壊れた世界2-1
*** 壊れた世界2
『お兄ちゃん!』
急に、昔を思い出す。
そういえば昔もよく、こうやってよく燐を助けていたっけ。
『お兄ちゃん! 助けて!』
昔はまだ燐も今より明るくて活発で、よく二人で外を遊び回っていた。燐はやたらトラブルを引き付ける性格で、俺はそんな燐を何かあるたびに助けていた。
『リン、大丈夫か!?』
『う、うん、お兄ちゃん! ありがとう!』
けれどその時はまだ燐は明るくて、俺が燐を助けると、燐は決まって満面の笑顔で『ありがとう』と俺に言った。
『ありがとう! お兄ちゃん』
それがいつから申し訳なさそうな『ありがとう……』に変わったのか、今ではもう思い出せない。
「大丈夫……お兄ちゃん? 噛まれて……ない?」
「ん? ああ……たぶん」
言われて身体全体を一応確認してみるが、それらしい傷跡はない。制服が少し汚れているぐらいで、それ以外は全く無事だ。
「よかった……」
燐が心の底から安堵したようにふうと息を吐く。
俺も少しだけ安心する。
これもここに来るまでに観察してわかったことだが、半ゾンビと化した人間に噛まれると、予想通りと言うか、その人も半ゾンビ化する。
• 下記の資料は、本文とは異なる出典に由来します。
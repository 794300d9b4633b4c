//! Reads metadata fields out of a Godot `project.godot` descriptor.
//!
//! One fixed extraction pattern per field name, applied to the raw file text.
//! This is lookup, not parsing: the descriptor's ini-like format is stable
//! enough that a regex per field is what the upstream tool relies on.

use std::fs;
use std::path::Path;

use regex::Regex;

use crate::error::{Error, Result};

pub const PROJECT_FILE: &str = "project.godot";

fn pattern_for(field: &str) -> Result<&'static str> {
    match field {
        "project_name" => Ok(r#"config/name="([^"]+)""#),
        "project_version" => Ok(r#"config/version="([^"]+)""#),
        "description" => Ok(r#"config/description="([^"]+)""#),
        "godot_version" => Ok(r#"config/features=PackedStringArray\("([^"]+)""#),
        "icon" => Ok(r#"config/icon="res:/([^"]+)""#),
        _ => Err(Error::UnknownField {
            field: field.to_string(),
        }),
    }
}

/// Extracts a named field from descriptor text. `Ok(None)` when the field has
/// a pattern but the descriptor does not define it; the caller decides the
/// fallback.
pub fn field_in(content: &str, field: &str) -> Result<Option<String>> {
    let pattern = Regex::new(pattern_for(field)?).expect("static pattern");
    Ok(pattern
        .captures(content)
        .map(|captures| captures[1].to_string()))
}

/// Reads a named field from `project.godot` in the working directory.
pub fn read_field(field: &str) -> Result<Option<String>> {
    if !Path::new(PROJECT_FILE).exists() {
        tracing::debug!(field, "No project.godot found, field left unset");
        return Ok(None);
    }
    let content = fs::read_to_string(PROJECT_FILE)?;
    field_in(&content, field)
}

#[cfg(test)]
mod tests {
    use super::*;

    const DESCRIPTOR: &str = r#"
; Engine configuration file.

[application]

config/name="My Plugin"
config/description="Does useful things"
config/version="1.2.3"
config/features=PackedStringArray("4.2", "GL Compatibility")
config/icon="res://icon.svg"
"#;

    #[test]
    fn extracts_each_known_field() {
        assert_eq!(
            field_in(DESCRIPTOR, "project_name").unwrap().as_deref(),
            Some("My Plugin")
        );
        assert_eq!(
            field_in(DESCRIPTOR, "project_version").unwrap().as_deref(),
            Some("1.2.3")
        );
        assert_eq!(
            field_in(DESCRIPTOR, "description").unwrap().as_deref(),
            Some("Does useful things")
        );
        assert_eq!(
            field_in(DESCRIPTOR, "godot_version").unwrap().as_deref(),
            Some("4.2")
        );
        assert_eq!(
            field_in(DESCRIPTOR, "icon").unwrap().as_deref(),
            Some("/icon.svg")
        );
    }

    #[test]
    fn absent_field_yields_none() {
        assert_eq!(field_in("[application]\n", "project_name").unwrap(), None);
    }

    #[test]
    fn unknown_field_name_is_an_error() {
        let result = field_in(DESCRIPTOR, "no_such_field");
        assert!(matches!(result, Err(Error::UnknownField { field }) if field == "no_such_field"));
    }
}
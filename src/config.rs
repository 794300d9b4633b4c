//! Config loading: parses the user's YAML metadata file and resolves every
//! unset optional field through its detector.
//!
//! The build is two-phase on purpose. [`RawConfig`] is a pure parse of the
//! document with optional fields left optional; [`Config::resolve`] then fills
//! each gap from git or the project descriptor. Detection stays side-effect
//! free and testable apart from the parser, and an override for one field
//! never alters what is detected for another (overriding `repo` does not
//! change the detected `branch`).

use std::fs;
use std::path::{Path, PathBuf};

use serde::Deserialize;
use tracing::{error, info};

use crate::error::Result;
use crate::hosting::{self, Hosting};
use crate::previews::Preview;
use crate::{git, project};

/// The YAML document as written by the user, before any detection.
#[derive(Debug, Deserialize)]
pub struct RawConfig {
    pub asset_id: String,
    pub category: i64,
    pub project_license: String,
    #[serde(default)]
    pub previews: Vec<Preview>,
    #[serde(default)]
    pub description_files: Vec<PathBuf>,
    pub repo: Option<String>,
    pub branch: Option<String>,
    pub repo_hosting: Option<String>,
}

impl RawConfig {
    pub fn from_file<P: AsRef<Path>>(path: P) -> Result<RawConfig> {
        let path = path.as_ref();
        info!(config_path = ?path, "Loading configuration from file");
        let content = match fs::read_to_string(path) {
            Ok(content) => content,
            Err(e) => {
                error!(error = ?e, config_path = ?path, "Failed to read config file");
                return Err(e.into());
            }
        };
        match serde_yaml::from_str(&content) {
            Ok(raw) => {
                info!(config_path = ?path, "Parsed config YAML successfully");
                Ok(raw)
            }
            Err(e) => {
                error!(error = ?e, config_path = ?path, "Failed to parse config YAML");
                Err(e.into())
            }
        }
    }
}

/// Fully resolved publication metadata.
#[derive(Debug)]
pub struct Config {
    pub asset_id: String,
    pub category: i64,
    pub project_license: String,
    pub previews: Vec<Preview>,
    pub description_files: Vec<PathBuf>,

    pub repo: String,
    pub branch: String,
    pub git_hash: String,
    pub repo_hosting: Hosting,

    pub project_name: Option<String>,
    pub project_version: Option<String>,
    pub config_description: Option<String>,
    pub godot_version: Option<String>,
    pub icon: Option<String>,
}

impl Config {
    pub fn from_file<P: AsRef<Path>>(path: P) -> Result<Config> {
        Config::resolve(RawConfig::from_file(path)?)
    }

    /// Fills every unset optional field through its dedicated detector.
    ///
    /// The branch-safety check only runs when the branch is detected; an
    /// explicit `branch` key bypasses it. Remote resolution only runs when
    /// `repo` or `repo_hosting` is missing.
    pub fn resolve(raw: RawConfig) -> Result<Config> {
        let git_hash = git::revision_hash()?;

        let branch = match raw.branch {
            Some(branch) => branch,
            None => git::safe_branch()?,
        };

        let (repo, repo_hosting) = match (raw.repo, raw.repo_hosting) {
            (Some(repo), Some(name)) => (repo, Hosting::from_name(&name)?),
            (repo_override, hosting_override) => {
                let remote = git::single_remote()?;
                let url = git::remote_url(&remote)?;
                let (detected_hosting, detected_repo) = hosting::resolve_remote(&url)?;
                let repo_hosting = match hosting_override {
                    Some(name) => Hosting::from_name(&name)?,
                    None => detected_hosting,
                };
                (repo_override.unwrap_or(detected_repo), repo_hosting)
            }
        };

        info!(
            repo = %repo,
            branch = %branch,
            hosting = repo_hosting.name(),
            commit = %git_hash,
            "Resolved repository information"
        );

        Ok(Config {
            asset_id: raw.asset_id,
            category: raw.category,
            project_license: raw.project_license,
            previews: raw.previews,
            description_files: raw.description_files,
            repo,
            branch,
            git_hash,
            repo_hosting,
            project_name: project::read_field("project_name")?,
            project_version: project::read_field("project_version")?,
            config_description: project::read_field("description")?,
            godot_version: project::read_field("godot_version")?,
            icon: project::read_field("icon")?,
        })
    }

    pub fn browse_url(&self) -> String {
        self.repo_hosting.browse_url(&self.repo)
    }

    pub fn raw_url(&self) -> String {
        self.repo_hosting.raw_url(&self.repo, &self.branch)
    }

    pub fn issues_url(&self) -> String {
        self.repo_hosting.issues_url(&self.repo)
    }

    pub fn icon_url(&self) -> String {
        format!("{}/icon.svg", self.raw_url())
    }

    /// Concatenates the configured description files, dropping markdown image
    /// lines (the library renders plain text, they look awful) and a set of
    /// commit-log emojis. Falls back to the project descriptor's description
    /// when the result is empty.
    pub fn description(&self) -> Result<String> {
        let mut parts = Vec::new();
        for file in &self.description_files {
            parts.push(fs::read_to_string(file)?);
        }
        let description = clean_description(&parts.join("\n"));
        if description.is_empty() {
            return Ok(self.config_description.clone().unwrap_or_default());
        }
        Ok(description)
    }
}

const STRIPPED_EMOJIS: &str =
    "\u{2728}\u{1f41b}\u{1f3d7}\u{1f9f9}\u{1f527}\u{1f4dd}\u{267b}\u{fe0f}\u{1f484}";

fn clean_description(text: &str) -> String {
    text.lines()
        .filter(|line| !line.starts_with("!["))
        .collect::<Vec<_>>()
        .join("\n")
        .chars()
        .filter(|c| !STRIPPED_EMOJIS.contains(*c))
        .collect()
}
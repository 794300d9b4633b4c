//! Hosting provider resolution: maps a git remote URL to the hosting service
//! it lives on and derives the browse/raw/issues URLs the Asset Library wants.
//!
//! Each provider carries its own URL patterns and builder rules. The raw URL
//! scheme is deliberately not generalized: GitHub serves raw content from a
//! dedicated subdomain with a `refs/heads` path segment while the others serve
//! it from a path on the main domain, each with its own shape.

use regex::Regex;

use crate::error::{Error, Result};

/// The known hosting services, in resolution order.
#[derive(Debug, Clone, Copy, PartialEq, Eq)]
pub enum Hosting {
    GitHub,
    GitLab,
    BitBucket,
    Gitea,
}

const ALL: [Hosting; 4] = [
    Hosting::GitHub,
    Hosting::GitLab,
    Hosting::BitBucket,
    Hosting::Gitea,
];

impl Hosting {
    /// Name as accepted by the Asset Library's `download_provider` field.
    pub fn name(&self) -> &'static str {
        match self {
            Hosting::GitHub => "GitHub",
            Hosting::GitLab => "GitLab",
            Hosting::BitBucket => "BitBucket",
            Hosting::Gitea => "Gitea",
        }
    }

    pub fn domain(&self) -> &'static str {
        match self {
            Hosting::GitHub => "github.com",
            Hosting::GitLab => "gitlab.com",
            Hosting::BitBucket => "bitbucket.org",
            Hosting::Gitea => "gitea.com",
        }
    }

    /// Parses a `repo_hosting` config override. Unknown names are rejected so
    /// an unsupported provider fails at config time, not at the API.
    pub fn from_name(name: &str) -> Result<Hosting> {
        ALL.iter()
            .copied()
            .find(|hosting| hosting.name().eq_ignore_ascii_case(name))
            .ok_or_else(|| Error::Resolution {
                remote: format!("repo_hosting '{name}' is not a supported provider"),
            })
    }

    /// URL forms this provider's remotes come in: SSH and HTTPS, with or
    /// without the `.git` suffix. The single capture group is the repo slug.
    fn patterns(&self) -> Vec<Regex> {
        let domain = self.domain().replace('.', r"\.");
        [
            format!(r"^git@{domain}:(.+?)(?:\.git)?$"),
            format!(r"^ssh://git@{domain}/(.+?)(?:\.git)?$"),
            format!(r"^https://{domain}/(.+?)(?:\.git)?/?$"),
        ]
        .iter()
        .map(|pattern| Regex::new(pattern).expect("static pattern"))
        .collect()
    }

    pub fn browse_url(&self, repo: &str) -> String {
        format!("https://{}/{}", self.domain(), repo)
    }

    pub fn issues_url(&self, repo: &str) -> String {
        format!("https://{}/{}/issues", self.domain(), repo)
    }

    /// Base URL for raw file content. Appending `/<relative path>` to the
    /// result yields a direct file URL.
    pub fn raw_url(&self, repo: &str, branch: &str) -> String {
        match self {
            Hosting::GitHub => {
                format!("https://raw.githubusercontent.com/{repo}/refs/heads/{branch}")
            }
            Hosting::GitLab => format!("https://gitlab.com/{repo}/-/raw/{branch}"),
            Hosting::BitBucket => format!("https://bitbucket.org/{repo}/raw/{branch}"),
            Hosting::Gitea => format!("https://gitea.com/{repo}/raw/branch/{branch}"),
        }
    }
}

/// Identifies which provider a remote URL belongs to and extracts the repo
/// slug (`owner/name`). Providers are tried in a fixed order and the first
/// matching pattern wins.
pub fn resolve_remote(remote_url: &str) -> Result<(Hosting, String)> {
    for hosting in ALL {
        for pattern in hosting.patterns() {
            if let Some(captures) = pattern.captures(remote_url) {
                let repo = captures[1].to_string();
                tracing::debug!(remote = remote_url, hosting = hosting.name(), repo = %repo, "Resolved remote URL");
                return Ok((hosting, repo));
            }
        }
    }
    Err(Error::Resolution {
        remote: remote_url.to_string(),
    })
}
//! Conversion between text and token ids.
//!
//! [`TextCodec`] is the seam the summarizer talks to; [`TokenizerCodec`]
//! implements it on top of a Hugging Face `tokenizer.json`.

mod tokenizer;
mod types;

pub use tokenizer::{CodecOptions, TokenizerCodec};
pub use types::{CodecError, CodecResult, EncodedText, SpecialTokens};

/// Turns text into model input and model output back into text.
pub trait TextCodec: Send + Sync {
    /// Tokenize `text` into a batch-of-one input with its validity mask.
    ///
    /// Long input is truncated, never rejected.
    fn encode(&self, text: &str) -> CodecResult<EncodedText>;

    /// Turn generated ids back into text, dropping start/eos/pad tokens.
    fn decode(&self, ids: &[u32]) -> CodecResult<String>;
}

impl<T: TextCodec + ?Sized> TextCodec for Box<T> {
    fn encode(&self, text: &str) -> CodecResult<EncodedText> {
        (**self).encode(text)
    }

    fn decode(&self, ids: &[u32]) -> CodecResult<String> {
        (**self).decode(ids)
    }
}

impl<T: TextCodec + ?Sized> TextCodec for std::sync::Arc<T> {
    fn encode(&self, text: &str) -> CodecResult<EncodedText> {
        (**self).encode(text)
    }

    fn decode(&self, ids: &[u32]) -> CodecResult<String> {
        (**self).decode(ids)
    }
}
どれぐらい噛まれたら感染(?)するのかはわからないが、パターン通りで考えれば一回が致命傷と考えるべきなのだろう。さっきのも、もし女教師に手でも掴まれて少しでも噛まれてたりしたら、おそらくアウトだ。ここからの行動は一層慎重にいかないといけない。
「燐は……大丈夫か?」
「うん……大丈夫」
燐が言うが、表情は冴えない。
「でも友達は何人も……たぶん教室見てわかっただろうけど」
「……ああ」
たしかに、音楽教室の様子はひどいものだった。散乱する椅子や譜面台に、人間とは言えない物に変わってしまった元生徒たち。それに至る所に垣間見えた争いの痕や血の匂い……それはおよそいつもの明るい音楽室とは似ても似つかないものだった。しかもそれが仲の良い友達や部活の仲間だったのならなおさら……俺がそういう場面に居合わせなかったのは、もしかしたら非常に幸運なことだったのかもしれない。
「大丈夫か? 燐は……」
「……うん、私は」
何度目かわからない確認をする。
とにかく、燐が無事でよかった。
――無事でよかった。
あらためてそのことを反芻した時、急に身体がガクンとなって、「……?」と動揺する。
なんだろう、急に身体が重くなったような……気のせいだろうか。
ここからが本当の正念場だというのに。
「大丈夫……? お兄ちゃん」
燐にも、さっきまでとは別の方向で心配をされる。
いけない、と思い、とっさに「大丈夫だよ」と答えるが、身体の重さは消えない。俺の身体はこんな時に一体どうしてしまったというのだ、突然……
しかしそれもまたゆっくり考えてるヒマなどない。
俺は無理やりに頭を切り替えると、次なる本番……つまりこの学校からの脱出に向けて顔を上げた。